But anyone who has studied climate history knows that climate change tends happen abruptly, often over the course of just a few decades.
One example is the Sahara, which wasn’t always a desert. Trees and grasslands dominated the landscape from roughly 10,000 years ago to 5,000 years ago, scientists reported in a paper published in 2013. “Then, abruptly, the climate changed, and north Africa began to dry out.”
The study published in Science says it all took just a few hundred years.
According to the authors: “Our analysis suggests that the termination of the African Humid Period in the Horn of Africa occurred within centuries, underscoring the non-linearity of the region’s hydroclimate.”
The Saharan shift is thought to have been initially triggered by more sunlight falling on Earth’s northern hemisphere, as Earth’s cyclic orientation toward the sun changed.
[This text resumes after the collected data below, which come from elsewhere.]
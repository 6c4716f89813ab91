use crate::ast::PathSegment;
use crate::error::RenderError;
use crate::value::Value;
use indexmap::IndexMap;
use std::collections::HashMap;

/// One active loop, innermost last on the stack.
///
/// `index` is updated per iteration; `len` never changes. The `parent`
/// chain exposed to templates is simply the previous stack entry.
#[derive(Debug, Clone, Copy)]
pub struct LoopFrame {
    pub index: usize,
    pub len: usize,
}

impl LoopFrame {
    pub fn is_first(&self) -> bool {
        self.index == 0
    }

    pub fn is_last(&self) -> bool {
        self.index + 1 == self.len
    }
}

/// Per-render mutable state: the data root, local bindings, loop frames,
/// the output buffer and the graceful-mode diagnostics list
pub struct RenderContext {
    root: Value,
    locals: Vec<HashMap<String, Value>>,
    loop_stack: Vec<LoopFrame>,
    pub output: String,
    pub errors: Vec<RenderError>,
}

impl RenderContext {
    pub fn new(root: Value) -> Self {
        Self {
            root,
            // base scope holds top-level `set` bindings
            locals: vec![HashMap::new()],
            loop_stack: Vec::new(),
            output: String::new(),
            errors: Vec::new(),
        }
    }

    /// Push a scope for a loop body iteration
    pub fn push_scope(&mut self, bindings: HashMap<String, Value>) {
        self.locals.push(bindings);
    }

    pub fn pop_scope(&mut self) {
        self.locals.pop();
    }

    pub fn push_loop(&mut self, len: usize) {
        self.loop_stack.push(LoopFrame { index: 0, len });
    }

    pub fn set_loop_index(&mut self, index: usize) {
        if let Some(frame) = self.loop_stack.last_mut() {
            frame.index = index;
        }
    }

    pub fn pop_loop(&mut self) {
        self.loop_stack.pop();
    }

    /// Resolve a variable path. Local scopes are searched innermost-first
    /// with the full path, falling back to the data root. A key that is
    /// absent under a matching container falls through outward, so a
    /// `set brother.name = …` shadows that path without hiding
    /// `brother.daughters`. A wrong-typed intermediate stops resolution
    /// instead: a binding that replaced an object hides the whole path.
    /// Returns `None` for any miss along the way.
    pub fn resolve(&self, path: &[PathSegment]) -> Option<Value> {
        if let Some(PathSegment::Key(head)) = path.first() {
            if head == "loop" && !self.loop_stack.is_empty() {
                return self.resolve_loop(&path[1..]);
            }
        }

        for scope in self.locals.iter().rev() {
            if let Some(PathSegment::Key(head)) = path.first() {
                if let Some(value) = scope.get(head) {
                    match walk(value, &path[1..]) {
                        WalkResult::Found(found) => return Some(found),
                        WalkResult::Missing => {}
                        WalkResult::Mismatch => return None,
                    }
                }
            }
        }

        match walk(&self.root, path) {
            WalkResult::Found(found) => Some(found),
            WalkResult::Missing | WalkResult::Mismatch => None,
        }
    }

    /// Resolve `loop`, `loop.index`, `loop.parent.is_last`, …
    fn resolve_loop(&self, rest: &[PathSegment]) -> Option<Value> {
        // depth counts from the innermost frame; `parent` steps outwards
        let mut depth = self.loop_stack.len().checked_sub(1)?;
        let mut rest = rest;

        while let Some(PathSegment::Key(key)) = rest.first() {
            if key != "parent" {
                break;
            }
            rest = &rest[1..];
            match depth.checked_sub(1) {
                Some(d) => depth = d,
                // loop.parent at the outermost loop is null
                None => return if rest.is_empty() { Some(Value::Null) } else { None },
            }
        }

        let frame = &self.loop_stack[depth];
        match rest {
            [] => Some(self.loop_object(depth)),
            [PathSegment::Key(attr)] => match attr.as_str() {
                "index" => Some(Value::Int(frame.index as i64)),
                "index1" => Some(Value::Int(frame.index as i64 + 1)),
                "is_first" => Some(Value::Bool(frame.is_first())),
                "is_last" => Some(Value::Bool(frame.is_last())),
                _ => None,
            },
            _ => None,
        }
    }

    /// Materialize a loop frame as an object, for `{{ loop }}` itself
    fn loop_object(&self, depth: usize) -> Value {
        let frame = &self.loop_stack[depth];
        let mut map = IndexMap::new();
        map.insert("index".to_string(), Value::Int(frame.index as i64));
        map.insert("index1".to_string(), Value::Int(frame.index as i64 + 1));
        map.insert("is_first".to_string(), Value::Bool(frame.is_first()));
        map.insert("is_last".to_string(), Value::Bool(frame.is_last()));
        let parent = match depth.checked_sub(1) {
            Some(d) => self.loop_object(d),
            None => Value::Null,
        };
        map.insert("parent".to_string(), parent);
        Value::Object(map)
    }

    /// Bind a dotted path in the innermost scope, creating intermediate
    /// objects as needed. Never touches the data root.
    pub fn set_path(&mut self, path: &[String], value: Value) {
        let scope = self.locals.last_mut().expect("base scope always present");
        let (first, rest) = match path.split_first() {
            Some(split) => split,
            None => return,
        };

        if rest.is_empty() {
            scope.insert(first.clone(), value);
            return;
        }

        let slot = scope
            .entry(first.clone())
            .or_insert_with(|| Value::Object(IndexMap::new()));
        if !matches!(slot, Value::Object(_)) {
            *slot = Value::Object(IndexMap::new());
        }

        let mut current = slot;
        for key in &rest[..rest.len() - 1] {
            current = match current {
                Value::Object(map) => {
                    let next = map
                        .entry(key.clone())
                        .or_insert_with(|| Value::Object(IndexMap::new()));
                    if !matches!(next, Value::Object(_)) {
                        *next = Value::Object(IndexMap::new());
                    }
                    next
                }
                _ => unreachable!("intermediate slots are normalized to objects"),
            };
        }
        match current {
            Value::Object(map) => {
                map.insert(rest[rest.len() - 1].clone(), value);
            }
            _ => unreachable!("intermediate slots are normalized to objects"),
        }
    }
}

/// Outcome of walking a value along path segments
enum WalkResult {
    Found(Value),
    /// the containers matched but a key or index is absent
    Missing,
    /// a wrong-typed intermediate; the value cannot contain the path
    Mismatch,
}

fn walk(value: &Value, path: &[PathSegment]) -> WalkResult {
    let mut current = value;
    for segment in path {
        current = match (current, segment) {
            (Value::Object(map), PathSegment::Key(key)) => match map.get(key) {
                Some(next) => next,
                None => return WalkResult::Missing,
            },
            (Value::Array(items), PathSegment::Index(index)) => {
                match usize::try_from(*index).ok().and_then(|i| items.get(i)) {
                    Some(next) => next,
                    None => return WalkResult::Missing,
                }
            }
            _ => return WalkResult::Mismatch,
        };
    }
    WalkResult::Found(current.clone())
}
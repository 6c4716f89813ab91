use crate::ast::{
    BinaryExpr, BinaryOp, CallExpr, Expr, ExpressionNode, ForNode, IfNode, IncludeNode, Node,
    SetNode, Template, UnaryExpr, UnaryOp,
};
use crate::callbacks::CallbackTable;
use crate::context::RenderContext;
use crate::error::{AkizoraError, Location, RenderError, Result, Span};
use crate::value::Value;
use indexmap::IndexMap;
use std::cmp::Ordering;
use std::collections::HashMap;

/// Nested statements plus includes may not recurse deeper than this;
/// exceeding it is a render error, not a stack overflow
const MAX_DEPTH: usize = 200;

/// An evaluation failure, split by how graceful mode treats it
enum EvalError {
    /// A lookup that found nothing: unknown variable, unknown callback,
    /// bad member/index access. Graceful mode recovers these locally.
    Unresolved { message: String, location: Location },
    /// Everything else aborts the render in both modes
    Fatal(AkizoraError),
}

type EvalResult<T> = std::result::Result<T, EvalError>;

/// Tree-walking evaluator for a parsed template
pub struct Renderer<'a> {
    template: &'a Template,
    callbacks: &'a CallbackTable,
    templates: &'a HashMap<String, Template>,
    graceful: bool,
    depth: usize,
}
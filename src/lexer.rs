use crate::error::{AkizoraError, Result, Span};
use crate::token::{to_keyword, Token, TokenKind};

/// Delimiter pairs and whitespace rules read by the lexer at parse time.
///
/// The environment owns one of these; a parsed template never captures it,
/// so reconfiguring delimiters affects only subsequent parses.
#[derive(Debug, Clone)]
pub struct SyntaxConfig {
    pub expression_open: String,
    pub expression_close: String,
    pub statement_open: String,
    pub statement_close: String,
    pub comment_open: String,
    pub comment_close: String,
    pub line_statement: String,
    pub trim_blocks: bool,
    pub lstrip_blocks: bool,
}

impl Default for SyntaxConfig {
    fn default() -> Self {
        Self {
            expression_open: "{{".to_string(),
            expression_close: "}}".to_string(),
            statement_open: "{%".to_string(),
            statement_close: "%}".to_string(),
            comment_open: "{#".to_string(),
            comment_close: "#}".to_string(),
            line_statement: "##".to_string(),
            trim_blocks: false,
            lstrip_blocks: false,
        }
    }
}

#[derive(Debug, Clone, Copy, PartialEq, Eq)]
enum TagKind {
    Expression,
    Statement,
    LineStatement,
}

/// Whitespace handling carried over from a closing delimiter to the
/// following text run
#[derive(Debug, Clone, Copy, PartialEq, Eq)]
enum PendingStrip {
    None,
    /// `-` on the close side: eat all following whitespace
    All,
    /// `trim_blocks`: eat trailing spaces/tabs plus the single newline
    SpacesAndNewline,
}

/// Lexer for tokenizing Akizora template source
pub struct Lexer<'a> {
    source: &'a str,
    config: &'a SyntaxConfig,
    pos: usize,
    line: usize,
    column: usize,
    pending_strip: PendingStrip,
    raw_mode: bool,
}
//! Include resolution: the named-template cache, the include callback, and
//! the filesystem loader.

use akizora::{AkizoraError, Environment};
use serde_json::json;
use std::fs;

fn test_data() -> serde_json::Value {
    json!({"name": "Peter", "city": "Brunswick", "is_happy": true})
}

mod named_templates {
    use super::*;

    #[test]
    fn includes_registered_template() {
        let mut env = Environment::new();
        let greeting = env.parse("Hello {{ name }}").unwrap();
        env.include_template("greeting", greeting);

        let template = env.parse("{% include \"greeting\" %}!").unwrap();
        assert_eq!(env.render_template(&template, test_data()).unwrap(), "Hello Peter!");
    }

    #[test]
    fn missing_include_fails_at_parse() {
        let mut env = Environment::new();
        let err = env.parse("{% include \"does-not-exist\" %}!").unwrap_err();
        assert_eq!(
            err.to_string(),
            "File error: failed accessing file at 'does-not-exist'"
        );
    }

    #[test]
    fn include_argument_must_be_a_string_literal() {
        let mut env = Environment::new();
        let err = env.parse("{% include does %}!").unwrap_err();
        assert_eq!(
            err.to_string(),
            "Parser error at line 1, column 12: expected string, got 'does'"
        );
    }

    #[test]
    fn include_shares_the_render_context() {
        let data = json!({"cities": [{"name": "Munich"}, {"name": "New York"}]});

        let mut env = Environment::new();
        let partial = env.parse("{{ loop.index }}:{{ city.name }};").unwrap();
        env.include_template("city.tpl", partial);

        let result = env
            .render("{% for city in cities %}{% include \"city.tpl\" %}{% endfor %}", data)
            .unwrap();
        assert_eq!(result, "0:Munich;1:New York;");
    }

    #[test]
    fn set_bindings_are_visible_in_includes() {
        let mut env = Environment::new();
        let partial = env.parse("{{ label }}").unwrap();
        env.include_template("label", partial);

        let result = env
            .render("{% set label = \"tag\" %}{% include \"label\" %}", json!({}))
            .unwrap();
        assert_eq!(result, "tag");
    }
}

mod include_callback {
    use super::*;

    #[test]
    fn callback_resolves_when_file_search_is_off() {
        let mut env = Environment::new();
        env.set_search_included_templates_in_files(false);
        env.set_include_callback(|_| akizora::parse("Hello {{ name }}"));

        let template = env.parse("{% include \"greeting\" %}!").unwrap();
        assert_eq!(env.render_template(&template, test_data()).unwrap(), "Hello Peter!");
    }

    #[test]
    fn callback_receives_the_include_name() {
        let mut env = Environment::new();
        env.set_include_callback(|name| akizora::parse(&format!("Bye {}", name)));

        let template = env.parse("{% include \"Jeff\" %}!").unwrap();
        assert_eq!(env.render_template(&template, test_data()).unwrap(), "Bye Jeff!");
    }

    #[test]
    fn without_callback_or_search_include_is_a_file_error() {
        let mut env = Environment::new();
        env.set_search_included_templates_in_files(false);
        let err = env.parse("{% include \"greeting\" %}").unwrap_err();
        assert!(matches!(err, AkizoraError::FileError { .. }));
    }
}

mod file_loading {
    use super::*;

    fn template_dir() -> tempfile::TempDir {
        let dir = tempfile::tempdir().unwrap();
        fs::write(dir.path().join("greeting.tmpl"), "Hello {{ name }}").unwrap();
        fs::write(
            dir.path().join("page.tmpl"),
            "<{% include \"greeting.tmpl\" %} from {{ city }}>",
        )
        .unwrap();
        dir
    }

    #[test]
    fn includes_load_from_the_template_root() {
        let dir = template_dir();
        let mut env = Environment::with_template_root(dir.path());

        let result = env
            .render("{% include \"greeting.tmpl\" %}!", test_data())
            .unwrap();
        assert_eq!(result, "Hello Peter!");
    }

    #[test]
    fn nested_includes_resolve_recursively() {
        let dir = template_dir();
        let mut env = Environment::with_template_root(dir.path());

        let result = env.render("{% include \"page.tmpl\" %}", test_data()).unwrap();
        assert_eq!(result, "<Hello Peter from Brunswick>");
    }

    #[test]
    fn parse_file_reads_through_the_loader() {
        let dir = template_dir();
        let mut env = Environment::with_template_root(dir.path());

        let template = env.parse_file("greeting.tmpl").unwrap();
        assert_eq!(env.render_template(&template, test_data()).unwrap(), "Hello Peter");
    }

    #[test]
    fn registered_templates_win_over_files() {
        let dir = template_dir();
        let mut env = Environment::with_template_root(dir.path());
        let override_template = env.parse("override").unwrap();
        env.include_template("greeting.tmpl", override_template);

        let result = env
            .render("{% include \"greeting.tmpl\" %}", test_data())
            .unwrap();
        assert_eq!(result, "override");
    }
}
//! Akizora - a Jinja2-style text template engine
//!
//! Templates interleave literal text with expressions `{{ }}`, statements
//! `{% %}`, comments `{# #}` and raw blocks; rendering substitutes values
//! from a JSON-like data tree. Templates are parsed once and can be rendered
//! many times against different data.
//!
//! The engine also offers a graceful error mode: instead of failing the
//! render, an unknown variable or callback leaves its original source text
//! in the output and records a structured diagnostic.
//!
//! # Example
//!
//! ```rust
//! use serde_json::json;
//!
//! let result = akizora::render(
//!     "Hello {{ name }}!",
//!     json!({"name": "World"}),
//! ).unwrap();
//!
//! assert_eq!(result, "Hello World!");
//! ```
//!
//! # Environments
//!
//! An [`Environment`] holds delimiters, whitespace rules, registered
//! callbacks and the named-template cache:
//!
//! ```rust
//! use akizora::Environment;
//! use serde_json::json;
//!
//! let mut env = Environment::new();
//! env.set_graceful_errors(true);
//!
//! let result = env.render("{{ name }} in {{ city }}", json!({"name": "Peter"})).unwrap();
//! assert_eq!(result, "Peter in {{ city }}");
//! assert_eq!(env.get_last_render_errors().len(), 1);
//! ```

// Public modules - part of the API
pub mod ast;
pub mod callbacks;
pub mod error;
pub mod template_loader;
pub mod value;

// Internal implementation modules
mod builtins;
mod context;
mod environment;
mod lexer;
mod parser;
mod renderer;
mod token;

pub use ast::Template;
pub use callbacks::{CallbackError, CallbackResult, CallbackTable, VARIADIC};
pub use environment::{Environment, IncludeCallback};
pub use error::{AkizoraError, Location, RenderError, Result, Span};
pub use lexer::SyntaxConfig;
pub use template_loader::{FileSystemLoader, TemplateLoader};
pub use value::Value;

/// Convenience function: parse and render in one call with a fresh default
/// environment
///
/// # Example
///
/// ```rust
/// use serde_json::json;
///
/// let result = akizora::render(
///     "{% for n in names %}{{ n }} {% endfor %}",
///     json!({"names": ["Jeff", "Seb"]}),
/// ).unwrap();
///
/// assert_eq!(result, "Jeff Seb ");
/// ```
pub fn render(source: &str, data: impl Into<Value>) -> Result<String> {
    Environment::new().render(source, data)
}

/// Parse a template with the default syntax configuration
pub fn parse(source: &str) -> Result<Template> {
    Environment::new().parse(source)
}

#[cfg(test)]
mod tests {
    use super::*;
    use serde_json::json;

    #[test]
    fn test_render_simple() {
        let result = render("Hello {{ name }}!", json!({"name": "World"})).unwrap();
        assert_eq!(result, "Hello World!");
    }

    #[test]
    fn test_parse_then_render() {
        let template = parse("Hello {{ name }}!").unwrap();
        let mut env = Environment::new();
        assert_eq!(
            env.render_template(&template, json!({"name": "Alice"})).unwrap(),
            "Hello Alice!"
        );
        assert_eq!(
            env.render_template(&template, json!({"name": "Bob"})).unwrap(),
            "Hello Bob!"
        );
    }

    #[test]
    fn test_render_empty_template() {
        assert_eq!(render("", json!({})).unwrap(), "");
    }
}
use std::sync::Once;

use env_logger::Builder;
use log::LevelFilter;

static INIT: Once = Once::new();

pub fn initialize_logger() {
    // Use call_once_force to recover if an earlier initialization attempt panicked.
    INIT.call_once_force(|_| {
        let mut builder = Builder::new();

        builder
            .filter_level(LevelFilter::Info)
            .filter_module("tkhash", LevelFilter::Info)
            .filter_module("tkhash::container", LevelFilter::Info)
            .format_timestamp_millis()
            .parse_default_env();

        // Avoid panicking if the logger was already initialized elsewhere.
        let _ = builder.try_init();
    });
}
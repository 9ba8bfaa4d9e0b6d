use std::any::Any;
use std::hash::{Hash, Hasher};
use std::marker::PhantomData;
use xxhash_rust::xxh3;

/// A source of hash values for table keys.
///
/// The owning buffer manager can supply its own implementation; the table
/// only requires that the same key always hashes to the same value within
/// one process.
pub trait KeyHasher<K> {
    /// Returns the hash value of the given key.
    fn get_hash(&self, key: &K) -> u64;
}

/// The default xxh3-backed hash function for a given key type.
#[derive(Debug)]
pub struct HashFunction<K> {
    _marker: PhantomData<K>,
}

impl<K> HashFunction<K> {
    /// Creates a new `HashFunction`.
    pub fn new() -> Self {
        Self {
            _marker: PhantomData,
        }
    }
}

impl<K> Default for HashFunction<K> {
    fn default() -> Self {
        Self::new()
    }
}

impl<K> KeyHasher<K> for HashFunction<K>
where
    K: Any + Hash + 'static,
{
    fn get_hash(&self, key: &K) -> u64 {
        let mut hasher = xxh3::Xxh3::new();

        match key as &dyn Any {
            key if key.is::<i32>() => hasher.write_i32(*key.downcast_ref::<i32>().unwrap()),
            key if key.is::<u32>() => hasher.write_u32(*key.downcast_ref::<u32>().unwrap()),
            key if key.is::<i64>() => hasher.write_i64(*key.downcast_ref::<i64>().unwrap()),
            key if key.is::<u64>() => hasher.write_u64(*key.downcast_ref::<u64>().unwrap()),
            key if key.is::<String>() => {
                hasher.write(key.downcast_ref::<String>().unwrap().as_bytes())
            }
            _ => {
                // Fallback for types that implement `Hash`
                key.hash(&mut hasher);
            }
        }

        hasher.finish()
    }
}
It had nothing to do with CO2 emissions and human activities. It was all natural.
Man has an impact, but the real change is still very much natural and is still very poorly understood today. Performing weather-alteration rituals won’t make Mother Nature tamer.
“Then, abruptly, the climate changed, and north Africa began to dry out.”
The term abruptly means the we humans do not have a clue…. The earth obliquity changes but slowly and gradually so some something else on/in the earth could play a role.
Earth obliquity changes also abruptly. The Sahara event was an obliquity reduction, from some 20deg to about 14deg. Date about 3559 bce.
Time/duration of event: a few hours
Effect on Sahara: a few decades.
thank you
Read and see it here:https://archive.aramcoworld.com/issue/201403/last.lakes.of.the.green.sahara.htm
Man has no impact. To believe otherwise is hubris.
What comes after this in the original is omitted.